Librarians Under Siege

By Laura Flanders

This article appeared in the August 5, 2002 edition of The Nation.

July 18, 2002

It used to be a matter of flashing a badge and appealing to patriotism, but these days federal agents are finding it a little harder to get librarians to spy. Under an obscure provision of the USA Patriot Act, federal agents can obtain a warrant to acquire information about library users. According to a recent survey, agents have been showing up at libraries--a lot--asking librarians for reading records. Nearly everything about the procedure--from the granting of the warrants to the search itself--is secret (as an excellent story in the San Francisco Chronicle pointed out recently). But, unlike in the cold war years, when the FBI last tried to conduct such library surveillance, this time around, top librarians are on the warpath to protect reader privacy. And Congress wants Attorney General John Ashcroft to account for his agents' library conduct.

It wasn't like this back in George W.'s daddy's day.

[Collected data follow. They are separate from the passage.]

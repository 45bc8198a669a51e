//! Tests for loading and saving whole documents

use std::io::Cursor;

use nbt_tree::{Compression, Endianness, Error, NbtFile, NbtWriter, Tag, TagKind};

fn level() -> Tag {
    let root = Tag::named_compound("Level");
    root.add(Tag::named("longTest", 9_223_372_036_854_775_807i64))
        .unwrap();
    root.add(Tag::named("shortTest", 32767i16)).unwrap();
    root.add(Tag::named("stringTest", "HELLO WORLD THIS IS A TEST STRING ÅÄÖ!"))
        .unwrap();
    root.add(Tag::named("floatTest", 0.498_231_47f32)).unwrap();
    root.add(Tag::named("intTest", 2_147_483_647)).unwrap();
    let ham = Tag::named_compound("ham");
    ham.add(Tag::named("name", "Hampus")).unwrap();
    ham.add(Tag::named("value", 0.75f32)).unwrap();
    let egg = Tag::named_compound("egg");
    egg.add(Tag::named("name", "Eggbert")).unwrap();
    egg.add(Tag::named("value", 0.5f32)).unwrap();
    let nested = Tag::named_compound("nested compound test");
    nested.add(ham).unwrap();
    nested.add(egg).unwrap();
    root.add(nested).unwrap();
    let longs = Tag::named_list("listTest (long)", Some(TagKind::Long));
    for value in 11..16i64 {
        longs.add(Tag::new(value)).unwrap();
    }
    root.add(longs).unwrap();
    root.add(Tag::named("byteTest", 127u8)).unwrap();
    let bytes: Vec<u8> = (0..1000u32).map(|n| ((n * n * 255 + n * 7) % 100) as u8).collect();
    root.add(Tag::named(
        "byteArrayTest (the first 1000 values of (n*n*255+n*7)%100, starting with n=0 (0, 62, 34, 16, 8, ...))",
        bytes,
    ))
    .unwrap();
    root.add(Tag::named("doubleTest", 0.493_128_713_218_231_5f64))
        .unwrap();
    root
}

fn check_level(root: &Tag) {
    assert_eq!(root.name().as_deref(), Some("Level"));
    assert_eq!(root.count(), 10);
    assert_eq!(
        root.get("longTest").unwrap().unwrap().long_value().unwrap(),
        i64::MAX
    );
    assert_eq!(
        root.get("stringTest").unwrap().unwrap().string_value().unwrap(),
        "HELLO WORLD THIS IS A TEST STRING ÅÄÖ!"
    );
    let egg = root
        .get("nested compound test")
        .unwrap()
        .unwrap()
        .get("egg")
        .unwrap()
        .unwrap();
    assert_eq!(egg.get("value").unwrap().unwrap().float_value().unwrap(), 0.5);
    let longs = root.get("listTest (long)").unwrap().unwrap();
    assert_eq!(longs.count(), 5);
    assert_eq!(longs.get(4).unwrap().unwrap().long_value().unwrap(), 15);
}

#[test]
fn test_round_trip_every_compression() {
    let dir = tempfile::tempdir().unwrap();
    for compression in [Compression::None, Compression::GZip, Compression::ZLib] {
        let path = dir.path().join(format!("level-{compression:?}.nbt"));
        let mut file = NbtFile::with_root(level()).unwrap();
        let written = file.save_to_file(&path, compression).unwrap();
        assert_eq!(file.file_name(), Some(path.as_path()));
        assert_eq!(file.compression(), compression);

        let mut loaded = NbtFile::new();
        let read = loaded
            .load_from_file(&path, Compression::AutoDetect, None)
            .unwrap();
        assert_eq!(read, written);
        assert_eq!(loaded.compression(), compression);
        check_level(&loaded.root());
        assert_eq!(loaded.root(), file.root());
    }
}

#[test]
fn test_unbuffered_file_auto_detects_by_seeking() {
    let dir = tempfile::tempdir().unwrap();
    let path = dir.path().join("level.nbt");
    NbtFile::with_root(level())
        .unwrap()
        .save_to_file(&path, Compression::GZip)
        .unwrap();

    let mut loaded = NbtFile::new();
    loaded.set_buffer_size(0);
    loaded
        .load_from_file(&path, Compression::AutoDetect, None)
        .unwrap();
    assert_eq!(loaded.compression(), Compression::GZip);
    check_level(&loaded.root());
}

#[test]
fn test_unbuffered_stream_cannot_auto_detect() {
    let bytes = NbtFile::with_root(level())
        .unwrap()
        .save_to_buffer(Compression::ZLib)
        .unwrap();

    let mut loaded = NbtFile::new();
    loaded.set_buffer_size(0);
    let error = loaded
        .load_from_reader(Cursor::new(&bytes), Compression::AutoDetect, None)
        .unwrap_err();
    assert!(matches!(error, Error::InvalidOperation(_)));
    loaded
        .load_from_reader(Cursor::new(&bytes), Compression::ZLib, None)
        .unwrap();
    check_level(&loaded.root());
}

#[test]
fn test_save_rejects_auto_detect() {
    let mut file = NbtFile::with_root(level()).unwrap();
    assert!(matches!(
        file.save_to_buffer(Compression::AutoDetect),
        Err(Error::Argument(_))
    ));
}

#[test]
fn test_unknown_first_byte_is_a_format_error() {
    let mut file = NbtFile::new();
    let error = file
        .load_from_buffer(&[0x42, 0x00], Compression::AutoDetect, None)
        .unwrap_err();
    assert!(error.is_format_error());
}

#[test]
fn test_saved_bytes_are_canonical() {
    let root = Tag::named_compound("hello world");
    root.add(Tag::named("name", "Bananrama")).unwrap();
    let mut file = NbtFile::with_root(root).unwrap();
    let bytes = file.save_to_buffer(Compression::None).unwrap();

    let mut expected = vec![0x0A, 0x00, 0x0B];
    expected.extend_from_slice(b"hello world");
    expected.extend_from_slice(&[0x08, 0x00, 0x04]);
    expected.extend_from_slice(b"name");
    expected.extend_from_slice(&[0x00, 0x09]);
    expected.extend_from_slice(b"Bananrama");
    expected.push(0x00);
    assert_eq!(bytes, expected);
}

#[test]
fn test_selector_prunes_load() {
    let bytes = NbtFile::with_root(level())
        .unwrap()
        .save_to_buffer(Compression::None)
        .unwrap();
    let skip_nested = |tag: &Tag| tag.name().as_deref() != Some("nested compound test");
    let skip_egg = |tag: &Tag| tag.name().as_deref() != Some("egg");

    let mut file = NbtFile::new();
    let read = file
        .load_from_buffer(&bytes, Compression::None, Some(&skip_nested))
        .unwrap();
    assert_eq!(read as usize, bytes.len());
    assert_eq!(file.root().count(), 9);
    assert!(!file.root().contains("nested compound test").unwrap());

    file.load_from_buffer(&bytes, Compression::None, Some(&skip_egg))
        .unwrap();
    let nested = file.root().get("nested compound test").unwrap().unwrap();
    assert_eq!(nested.names().unwrap(), ["ham"]);
}

#[test]
fn test_read_root_tag_name() {
    let mut file = NbtFile::with_root(level()).unwrap();
    let zlib = file.save_to_buffer(Compression::ZLib).unwrap();
    assert_eq!(
        NbtFile::read_root_tag_name_from_buffer(&zlib, Compression::AutoDetect, Endianness::Big)
            .unwrap(),
        "Level"
    );
    assert_eq!(
        NbtFile::read_root_tag_name_from_reader(
            Cursor::new(&zlib),
            Compression::ZLib,
            Endianness::Big,
            0
        )
        .unwrap(),
        "Level"
    );
    assert!(matches!(
        NbtFile::read_root_tag_name_from_reader(
            Cursor::new(&zlib),
            Compression::AutoDetect,
            Endianness::Big,
            0
        ),
        Err(Error::InvalidOperation(_))
    ));

    let dir = tempfile::tempdir().unwrap();
    let path = dir.path().join("level.dat");
    file.save_to_file(&path, Compression::GZip).unwrap();
    for buffer_size in [0, 16] {
        let name = NbtFile::read_root_tag_name(
            &path,
            Compression::AutoDetect,
            Endianness::Big,
            buffer_size,
        )
        .unwrap();
        assert_eq!(name, "Level");
    }
}

#[test]
fn test_set_root_validation() {
    let mut file = NbtFile::new();
    assert!(matches!(
        file.set_root(Tag::named("x", 1)),
        Err(Error::Argument(_))
    ));
    assert!(matches!(file.set_root(Tag::compound()), Err(Error::Argument(_))));

    let outer = Tag::named_compound("outer");
    let inner = Tag::named_compound("inner");
    outer.add(inner).unwrap();
    let inner = outer.get("inner").unwrap().unwrap();
    assert!(matches!(file.set_root(inner), Err(Error::Argument(_))));

    file.set_root(outer.clone()).unwrap();
    assert_eq!(file.root(), outer);
}

#[test]
fn test_root_handle_is_live() {
    let mut file = NbtFile::new();
    file.root().add(Tag::named("added", 5)).unwrap();
    let bytes = file.save_to_buffer(Compression::None).unwrap();

    let mut loaded = NbtFile::new();
    loaded.load_from_buffer(&bytes, Compression::None, None).unwrap();
    assert_eq!(loaded.root().name().as_deref(), Some(""));
    assert_eq!(
        loaded.root().get("added").unwrap().unwrap().int_value().unwrap(),
        5
    );
}

#[test]
fn test_little_endian_documents() {
    let mut file = NbtFile::with_root(level()).unwrap();
    file.set_endianness(Endianness::Little);
    let bytes = file.save_to_buffer(Compression::None).unwrap();
    assert_eq!(&bytes[..3], &[0x0A, 0x05, 0x00]);

    let mut little = NbtFile::new();
    little.set_endianness(Endianness::Little);
    little.load_from_buffer(&bytes, Compression::None, None).unwrap();
    check_level(&little.root());
}

#[test]
fn test_streamed_document_loads() {
    let mut writer = NbtWriter::new(Vec::new(), "stream").unwrap();
    writer.begin_list(Some("matrix"), TagKind::List, 2).unwrap();
    for row in 0..2 {
        writer.begin_list(None, TagKind::Int, 3).unwrap();
        for column in 0..3 {
            writer.write_int(None, row * 3 + column).unwrap();
        }
        writer.end_list().unwrap();
    }
    writer.end_list().unwrap();
    writer.end_compound().unwrap();
    writer.finish().unwrap();

    let mut file = NbtFile::new();
    file.load_from_buffer(&writer.into_inner(), Compression::AutoDetect, None)
        .unwrap();
    let matrix = file.root().get("matrix").unwrap().unwrap();
    assert_eq!(matrix.list_kind().unwrap(), Some(TagKind::List));
    let row = matrix.get(1).unwrap().unwrap();
    assert_eq!(row.get(2).unwrap().unwrap().int_value().unwrap(), 5);
    assert_eq!(row.path(), "stream.matrix[1]");
}

#[test]
fn test_truncated_documents_fail() {
    let bytes = NbtFile::with_root(level())
        .unwrap()
        .save_to_buffer(Compression::None)
        .unwrap();
    let mut file = NbtFile::new();
    let error = file
        .load_from_buffer(&bytes[..bytes.len() / 2], Compression::None, None)
        .unwrap_err();
    assert!(matches!(error, Error::EndOfStream));
}

#[test]
fn test_display_delegates_to_root() {
    let root = Tag::named_compound("r");
    root.add(Tag::named("a", 1)).unwrap();
    let file = NbtFile::with_root(root.clone()).unwrap();
    assert_eq!(file.to_string(), root.to_string());
}

#[test]
fn test_single_int_round_trip() {
    let root = Tag::named_compound("root");
    root.add(Tag::named("x", 3)).unwrap();
    let bytes = NbtFile::with_root(root)
        .unwrap()
        .save_to_buffer(Compression::GZip)
        .unwrap();

    let mut file = NbtFile::new();
    file.load_from_buffer(&bytes, Compression::AutoDetect, None)
        .unwrap();
    assert_eq!(file.root().count(), 1);
    assert_eq!(file.root().get("x").unwrap().unwrap().int_value().unwrap(), 3);
}

#[test]
fn test_empty_end_list_round_trip() {
    let root = Tag::named_compound("root");
    root.add(Tag::named_list("l", Some(TagKind::End))).unwrap();
    let bytes = NbtFile::with_root(root)
        .unwrap()
        .save_to_buffer(Compression::None)
        .unwrap();
    assert_eq!(
        &bytes[7..16],
        &[0x09, 0x00, 0x01, b'l', 0x00, 0x00, 0x00, 0x00, 0x00]
    );

    let mut file = NbtFile::new();
    file.load_from_buffer(&bytes, Compression::None, None).unwrap();
    let list = file.root().get("l").unwrap().unwrap();
    assert_eq!(list.count(), 0);
    assert_eq!(list.list_kind().unwrap(), Some(TagKind::End));
}

#[test]
fn test_unset_empty_list_cannot_be_saved() {
    let root = Tag::named_compound("root");
    root.add(Tag::named_list("l", None)).unwrap();
    let error = NbtFile::with_root(root)
        .unwrap()
        .save_to_buffer(Compression::None)
        .unwrap_err();
    assert!(error.is_format_error());
}

#[test]
fn test_non_compound_root_is_rejected() {
    let bytes = [0x02, 0x00, 0x01, b'f', 0x00];
    let mut file = NbtFile::new();
    let error = file
        .load_from_buffer(&bytes, Compression::None, None)
        .unwrap_err();
    assert!(error.is_format_error());
    assert!(
        NbtFile::read_root_tag_name_from_buffer(&bytes, Compression::None, Endianness::Big)
            .unwrap_err()
            .is_format_error()
    );
}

Between 1973 and the late 1980s, the FBI operated a secret counterintelligence operation called the Library Awareness Program. Back then the Feds were particularly concerned about what Soviet bloc citizens were reading in the nation's premier science libraries. In the words of Herbert Foerstel, a science librarian in those years, "Agents would approach clerical staff at public and university libraries, flash a badge and appeal to their patriotism in preventing the spread of 'sensitive but unclassified' information."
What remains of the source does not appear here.